*WORK TASK*
Repeat the stretch of entries below from the line with "governs whether the" through the line with "let rect = raw.info.frame_rect;". Include both ends and add nothing.

*** Opening of DATA EXCERPTS ***

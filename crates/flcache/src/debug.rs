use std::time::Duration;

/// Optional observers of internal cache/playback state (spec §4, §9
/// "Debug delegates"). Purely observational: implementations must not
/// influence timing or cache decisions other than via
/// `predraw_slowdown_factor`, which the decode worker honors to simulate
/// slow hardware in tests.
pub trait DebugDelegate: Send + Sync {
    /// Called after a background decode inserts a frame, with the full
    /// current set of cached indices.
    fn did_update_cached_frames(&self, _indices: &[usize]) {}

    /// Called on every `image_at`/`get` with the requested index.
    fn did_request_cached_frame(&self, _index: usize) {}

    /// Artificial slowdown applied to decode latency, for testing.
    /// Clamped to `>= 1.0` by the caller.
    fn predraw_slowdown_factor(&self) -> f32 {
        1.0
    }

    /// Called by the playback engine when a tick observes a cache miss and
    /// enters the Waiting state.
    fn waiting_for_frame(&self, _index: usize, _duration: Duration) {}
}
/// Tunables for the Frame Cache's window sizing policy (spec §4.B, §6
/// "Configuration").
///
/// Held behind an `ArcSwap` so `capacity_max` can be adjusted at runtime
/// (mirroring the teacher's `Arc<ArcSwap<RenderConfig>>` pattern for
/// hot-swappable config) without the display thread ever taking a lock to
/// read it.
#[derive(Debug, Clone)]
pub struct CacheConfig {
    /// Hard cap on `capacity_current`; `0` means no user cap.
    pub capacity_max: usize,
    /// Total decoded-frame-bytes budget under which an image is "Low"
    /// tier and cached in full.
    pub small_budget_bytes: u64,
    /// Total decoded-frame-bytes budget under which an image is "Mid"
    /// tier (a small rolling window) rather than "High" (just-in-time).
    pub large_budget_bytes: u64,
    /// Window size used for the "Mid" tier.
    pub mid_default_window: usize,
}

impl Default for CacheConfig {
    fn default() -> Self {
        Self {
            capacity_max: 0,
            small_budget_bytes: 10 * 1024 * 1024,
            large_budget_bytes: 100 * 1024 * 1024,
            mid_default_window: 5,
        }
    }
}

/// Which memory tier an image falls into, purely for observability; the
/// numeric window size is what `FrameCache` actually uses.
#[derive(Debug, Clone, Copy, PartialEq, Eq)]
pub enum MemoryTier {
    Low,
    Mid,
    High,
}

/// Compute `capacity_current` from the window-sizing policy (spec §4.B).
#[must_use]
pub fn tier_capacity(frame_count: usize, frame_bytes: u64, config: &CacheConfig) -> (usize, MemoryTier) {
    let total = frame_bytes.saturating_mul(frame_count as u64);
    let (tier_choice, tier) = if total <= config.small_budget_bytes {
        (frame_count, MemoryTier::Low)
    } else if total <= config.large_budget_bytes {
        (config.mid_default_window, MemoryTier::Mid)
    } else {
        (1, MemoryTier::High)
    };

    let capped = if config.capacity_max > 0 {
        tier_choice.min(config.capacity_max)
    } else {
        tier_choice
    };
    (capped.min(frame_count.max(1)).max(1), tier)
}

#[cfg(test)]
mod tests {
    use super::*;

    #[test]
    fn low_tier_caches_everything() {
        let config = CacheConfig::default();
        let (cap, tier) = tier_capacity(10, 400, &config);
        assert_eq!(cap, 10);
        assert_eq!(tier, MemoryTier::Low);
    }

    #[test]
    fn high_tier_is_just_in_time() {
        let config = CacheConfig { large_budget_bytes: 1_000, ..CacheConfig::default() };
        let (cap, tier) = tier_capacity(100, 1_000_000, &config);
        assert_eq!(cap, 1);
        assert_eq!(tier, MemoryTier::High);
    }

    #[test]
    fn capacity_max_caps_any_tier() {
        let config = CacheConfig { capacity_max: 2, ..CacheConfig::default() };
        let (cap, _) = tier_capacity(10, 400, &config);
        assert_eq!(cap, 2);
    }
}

*** Close of DATA EXCERPTS ***
*** Opening of DATA EXCERPTS ***

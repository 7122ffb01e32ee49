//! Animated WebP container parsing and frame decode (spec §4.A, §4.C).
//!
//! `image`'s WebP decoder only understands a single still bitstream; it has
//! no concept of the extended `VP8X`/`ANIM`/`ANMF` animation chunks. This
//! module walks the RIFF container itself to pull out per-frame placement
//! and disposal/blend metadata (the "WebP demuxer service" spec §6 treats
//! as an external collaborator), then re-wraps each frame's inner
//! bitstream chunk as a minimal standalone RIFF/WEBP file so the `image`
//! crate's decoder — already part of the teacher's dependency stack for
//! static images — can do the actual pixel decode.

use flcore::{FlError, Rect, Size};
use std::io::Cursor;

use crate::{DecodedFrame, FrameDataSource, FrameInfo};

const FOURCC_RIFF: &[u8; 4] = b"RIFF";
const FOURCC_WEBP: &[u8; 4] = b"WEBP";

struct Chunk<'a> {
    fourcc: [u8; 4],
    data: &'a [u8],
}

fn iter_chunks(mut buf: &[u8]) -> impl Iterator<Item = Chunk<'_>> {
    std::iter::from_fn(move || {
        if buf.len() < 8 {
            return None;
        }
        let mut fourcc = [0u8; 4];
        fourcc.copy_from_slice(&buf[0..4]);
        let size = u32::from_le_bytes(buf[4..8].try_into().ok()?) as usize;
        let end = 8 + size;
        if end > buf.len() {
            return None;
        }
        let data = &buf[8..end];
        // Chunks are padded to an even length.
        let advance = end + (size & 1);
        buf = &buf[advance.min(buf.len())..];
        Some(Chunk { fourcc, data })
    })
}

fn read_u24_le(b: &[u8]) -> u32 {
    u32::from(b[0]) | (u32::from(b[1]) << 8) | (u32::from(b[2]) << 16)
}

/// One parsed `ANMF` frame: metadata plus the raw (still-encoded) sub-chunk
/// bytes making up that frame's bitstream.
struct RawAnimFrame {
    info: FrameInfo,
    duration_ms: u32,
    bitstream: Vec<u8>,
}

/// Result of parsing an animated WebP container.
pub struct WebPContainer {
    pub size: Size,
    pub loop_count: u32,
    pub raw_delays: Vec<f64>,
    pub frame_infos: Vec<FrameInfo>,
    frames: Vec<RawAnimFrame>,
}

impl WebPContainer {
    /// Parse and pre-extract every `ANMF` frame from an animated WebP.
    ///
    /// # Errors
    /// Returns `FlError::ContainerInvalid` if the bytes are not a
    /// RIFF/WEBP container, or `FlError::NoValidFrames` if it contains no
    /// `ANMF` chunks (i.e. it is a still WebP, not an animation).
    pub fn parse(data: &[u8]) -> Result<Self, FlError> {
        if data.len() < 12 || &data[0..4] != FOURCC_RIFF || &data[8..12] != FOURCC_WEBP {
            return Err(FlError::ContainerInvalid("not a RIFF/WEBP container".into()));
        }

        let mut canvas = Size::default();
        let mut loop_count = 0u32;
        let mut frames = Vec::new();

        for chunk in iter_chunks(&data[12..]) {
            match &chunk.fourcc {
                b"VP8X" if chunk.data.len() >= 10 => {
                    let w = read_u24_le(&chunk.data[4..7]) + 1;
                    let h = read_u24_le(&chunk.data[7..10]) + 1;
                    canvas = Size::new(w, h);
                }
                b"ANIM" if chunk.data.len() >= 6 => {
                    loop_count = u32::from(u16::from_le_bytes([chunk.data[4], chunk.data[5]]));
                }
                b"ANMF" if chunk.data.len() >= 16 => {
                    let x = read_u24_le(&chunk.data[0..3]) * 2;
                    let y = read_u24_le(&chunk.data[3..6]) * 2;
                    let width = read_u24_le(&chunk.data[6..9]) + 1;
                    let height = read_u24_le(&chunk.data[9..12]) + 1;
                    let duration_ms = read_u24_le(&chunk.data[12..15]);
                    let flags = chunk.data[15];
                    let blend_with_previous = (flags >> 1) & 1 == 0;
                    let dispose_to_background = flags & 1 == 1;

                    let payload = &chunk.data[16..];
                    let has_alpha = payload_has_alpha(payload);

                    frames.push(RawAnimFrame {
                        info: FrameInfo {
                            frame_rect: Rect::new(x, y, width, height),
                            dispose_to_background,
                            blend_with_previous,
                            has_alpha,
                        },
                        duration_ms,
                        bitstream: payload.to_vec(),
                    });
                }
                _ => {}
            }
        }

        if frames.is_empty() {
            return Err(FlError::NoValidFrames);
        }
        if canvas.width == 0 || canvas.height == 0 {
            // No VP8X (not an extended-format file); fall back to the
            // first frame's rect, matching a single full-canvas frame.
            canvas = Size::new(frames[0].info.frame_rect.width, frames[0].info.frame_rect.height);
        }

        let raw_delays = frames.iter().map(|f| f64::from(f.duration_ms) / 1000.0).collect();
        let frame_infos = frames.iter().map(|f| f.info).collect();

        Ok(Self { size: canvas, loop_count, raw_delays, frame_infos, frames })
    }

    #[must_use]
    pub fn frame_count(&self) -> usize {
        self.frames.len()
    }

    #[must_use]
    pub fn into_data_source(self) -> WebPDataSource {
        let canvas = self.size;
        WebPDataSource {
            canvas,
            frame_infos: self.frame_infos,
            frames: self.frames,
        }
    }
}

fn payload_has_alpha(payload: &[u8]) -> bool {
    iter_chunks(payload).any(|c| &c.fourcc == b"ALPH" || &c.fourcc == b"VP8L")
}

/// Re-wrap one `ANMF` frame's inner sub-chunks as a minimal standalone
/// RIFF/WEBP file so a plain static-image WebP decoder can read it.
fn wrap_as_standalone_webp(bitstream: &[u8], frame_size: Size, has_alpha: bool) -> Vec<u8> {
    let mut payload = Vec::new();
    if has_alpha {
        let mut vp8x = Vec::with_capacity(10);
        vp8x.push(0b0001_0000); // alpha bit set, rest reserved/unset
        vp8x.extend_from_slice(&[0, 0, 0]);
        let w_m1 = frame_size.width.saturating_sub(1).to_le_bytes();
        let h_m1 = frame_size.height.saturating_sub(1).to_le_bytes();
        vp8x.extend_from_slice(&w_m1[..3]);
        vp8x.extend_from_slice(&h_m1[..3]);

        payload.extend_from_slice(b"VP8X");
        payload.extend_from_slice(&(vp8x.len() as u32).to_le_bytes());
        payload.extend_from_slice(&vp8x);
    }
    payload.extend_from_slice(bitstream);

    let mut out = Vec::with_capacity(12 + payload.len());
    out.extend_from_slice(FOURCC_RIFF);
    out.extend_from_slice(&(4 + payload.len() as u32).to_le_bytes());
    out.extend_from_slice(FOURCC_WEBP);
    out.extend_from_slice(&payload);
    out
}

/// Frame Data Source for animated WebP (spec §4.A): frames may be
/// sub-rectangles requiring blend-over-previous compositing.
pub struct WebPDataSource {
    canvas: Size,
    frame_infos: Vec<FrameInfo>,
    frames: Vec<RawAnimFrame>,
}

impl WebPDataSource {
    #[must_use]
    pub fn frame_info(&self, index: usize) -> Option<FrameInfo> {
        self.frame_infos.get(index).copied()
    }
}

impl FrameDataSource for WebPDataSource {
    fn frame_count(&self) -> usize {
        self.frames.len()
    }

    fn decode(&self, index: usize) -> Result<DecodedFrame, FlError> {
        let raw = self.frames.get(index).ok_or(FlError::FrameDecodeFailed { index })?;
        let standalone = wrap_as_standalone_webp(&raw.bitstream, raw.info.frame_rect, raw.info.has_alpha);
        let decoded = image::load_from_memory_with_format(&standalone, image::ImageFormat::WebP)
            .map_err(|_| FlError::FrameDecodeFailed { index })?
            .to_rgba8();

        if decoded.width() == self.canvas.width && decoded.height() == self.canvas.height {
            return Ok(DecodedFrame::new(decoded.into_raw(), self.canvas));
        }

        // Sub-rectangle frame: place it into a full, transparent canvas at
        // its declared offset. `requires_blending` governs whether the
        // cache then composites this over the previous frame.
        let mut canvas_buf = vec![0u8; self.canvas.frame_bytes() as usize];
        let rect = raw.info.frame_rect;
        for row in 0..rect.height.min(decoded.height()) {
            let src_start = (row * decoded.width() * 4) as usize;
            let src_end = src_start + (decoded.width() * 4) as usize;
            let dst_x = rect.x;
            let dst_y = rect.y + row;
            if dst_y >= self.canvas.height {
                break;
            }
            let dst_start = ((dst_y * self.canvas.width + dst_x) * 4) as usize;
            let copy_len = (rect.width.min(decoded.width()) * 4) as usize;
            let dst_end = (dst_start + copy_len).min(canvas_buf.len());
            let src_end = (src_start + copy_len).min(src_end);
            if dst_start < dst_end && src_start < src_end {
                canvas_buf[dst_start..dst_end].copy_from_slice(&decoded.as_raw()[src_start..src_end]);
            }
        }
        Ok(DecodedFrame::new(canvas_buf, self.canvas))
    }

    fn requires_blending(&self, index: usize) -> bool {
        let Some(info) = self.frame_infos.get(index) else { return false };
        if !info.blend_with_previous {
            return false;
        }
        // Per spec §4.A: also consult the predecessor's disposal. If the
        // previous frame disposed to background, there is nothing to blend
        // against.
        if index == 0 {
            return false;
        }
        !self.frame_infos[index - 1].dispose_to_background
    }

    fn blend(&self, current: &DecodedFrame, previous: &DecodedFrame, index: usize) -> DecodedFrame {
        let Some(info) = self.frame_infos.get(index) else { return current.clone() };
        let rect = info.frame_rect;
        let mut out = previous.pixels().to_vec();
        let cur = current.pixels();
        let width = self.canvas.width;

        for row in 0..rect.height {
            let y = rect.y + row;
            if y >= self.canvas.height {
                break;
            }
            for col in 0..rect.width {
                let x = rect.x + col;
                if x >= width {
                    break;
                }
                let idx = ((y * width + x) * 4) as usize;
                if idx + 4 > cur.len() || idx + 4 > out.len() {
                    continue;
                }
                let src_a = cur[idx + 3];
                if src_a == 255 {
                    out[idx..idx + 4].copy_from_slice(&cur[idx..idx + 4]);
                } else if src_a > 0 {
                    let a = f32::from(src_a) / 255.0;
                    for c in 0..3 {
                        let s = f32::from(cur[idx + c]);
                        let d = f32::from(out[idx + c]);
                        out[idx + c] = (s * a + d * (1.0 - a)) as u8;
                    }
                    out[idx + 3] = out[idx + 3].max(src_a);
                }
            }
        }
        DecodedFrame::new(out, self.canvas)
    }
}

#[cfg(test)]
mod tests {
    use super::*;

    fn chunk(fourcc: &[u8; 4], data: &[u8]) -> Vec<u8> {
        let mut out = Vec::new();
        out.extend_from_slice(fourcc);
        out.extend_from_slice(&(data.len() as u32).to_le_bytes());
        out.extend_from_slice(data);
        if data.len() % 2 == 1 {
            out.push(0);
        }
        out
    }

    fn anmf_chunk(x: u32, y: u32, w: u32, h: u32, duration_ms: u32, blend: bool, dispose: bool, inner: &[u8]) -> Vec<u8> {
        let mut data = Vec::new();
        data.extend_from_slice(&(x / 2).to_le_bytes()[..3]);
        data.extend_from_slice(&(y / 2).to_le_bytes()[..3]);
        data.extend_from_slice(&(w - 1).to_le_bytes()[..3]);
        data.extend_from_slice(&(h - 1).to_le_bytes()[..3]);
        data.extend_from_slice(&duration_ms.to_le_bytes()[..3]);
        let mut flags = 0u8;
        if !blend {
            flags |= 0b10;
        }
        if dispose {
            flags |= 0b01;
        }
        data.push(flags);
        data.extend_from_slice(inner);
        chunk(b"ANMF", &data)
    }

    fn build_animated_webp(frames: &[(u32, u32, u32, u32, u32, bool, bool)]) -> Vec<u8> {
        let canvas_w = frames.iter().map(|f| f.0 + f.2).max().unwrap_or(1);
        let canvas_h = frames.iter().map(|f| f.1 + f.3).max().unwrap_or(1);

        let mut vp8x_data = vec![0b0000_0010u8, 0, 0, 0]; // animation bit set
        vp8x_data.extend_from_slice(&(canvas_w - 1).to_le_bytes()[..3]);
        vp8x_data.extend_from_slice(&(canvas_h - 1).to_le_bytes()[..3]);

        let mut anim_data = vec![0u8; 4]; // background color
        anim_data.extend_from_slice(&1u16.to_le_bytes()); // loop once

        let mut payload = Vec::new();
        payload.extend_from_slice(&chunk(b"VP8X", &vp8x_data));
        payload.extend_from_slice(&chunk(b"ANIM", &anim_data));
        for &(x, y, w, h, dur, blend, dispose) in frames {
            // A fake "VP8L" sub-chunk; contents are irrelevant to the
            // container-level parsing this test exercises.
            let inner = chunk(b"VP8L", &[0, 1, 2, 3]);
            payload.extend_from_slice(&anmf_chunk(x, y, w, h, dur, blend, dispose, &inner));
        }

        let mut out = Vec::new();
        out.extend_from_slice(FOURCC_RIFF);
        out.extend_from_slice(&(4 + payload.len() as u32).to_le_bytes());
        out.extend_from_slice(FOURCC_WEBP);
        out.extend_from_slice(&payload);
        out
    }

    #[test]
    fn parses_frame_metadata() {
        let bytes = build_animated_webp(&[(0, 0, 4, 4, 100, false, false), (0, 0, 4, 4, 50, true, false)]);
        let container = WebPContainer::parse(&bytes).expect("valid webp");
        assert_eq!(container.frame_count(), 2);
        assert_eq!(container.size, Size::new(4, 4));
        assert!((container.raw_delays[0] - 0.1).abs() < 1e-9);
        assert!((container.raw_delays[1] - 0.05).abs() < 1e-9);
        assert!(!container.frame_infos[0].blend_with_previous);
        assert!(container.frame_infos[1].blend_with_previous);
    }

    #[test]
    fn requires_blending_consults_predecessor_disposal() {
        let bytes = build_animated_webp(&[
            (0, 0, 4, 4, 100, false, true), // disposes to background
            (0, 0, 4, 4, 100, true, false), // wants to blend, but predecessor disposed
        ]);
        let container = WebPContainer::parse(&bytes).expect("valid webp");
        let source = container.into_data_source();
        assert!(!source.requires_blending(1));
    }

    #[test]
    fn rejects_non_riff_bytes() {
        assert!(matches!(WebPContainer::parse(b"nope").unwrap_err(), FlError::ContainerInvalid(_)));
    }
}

*** Close of DATA EXCERPTS ***

*YOUR RESPONSE*
        // its declared offset. `requires_blending` governs whether the
        // cache then composites this over the previous frame.
        let mut canvas_buf = vec![0u8; self.canvas.frame_bytes() as usize];
        let rect = raw.info.frame_rect;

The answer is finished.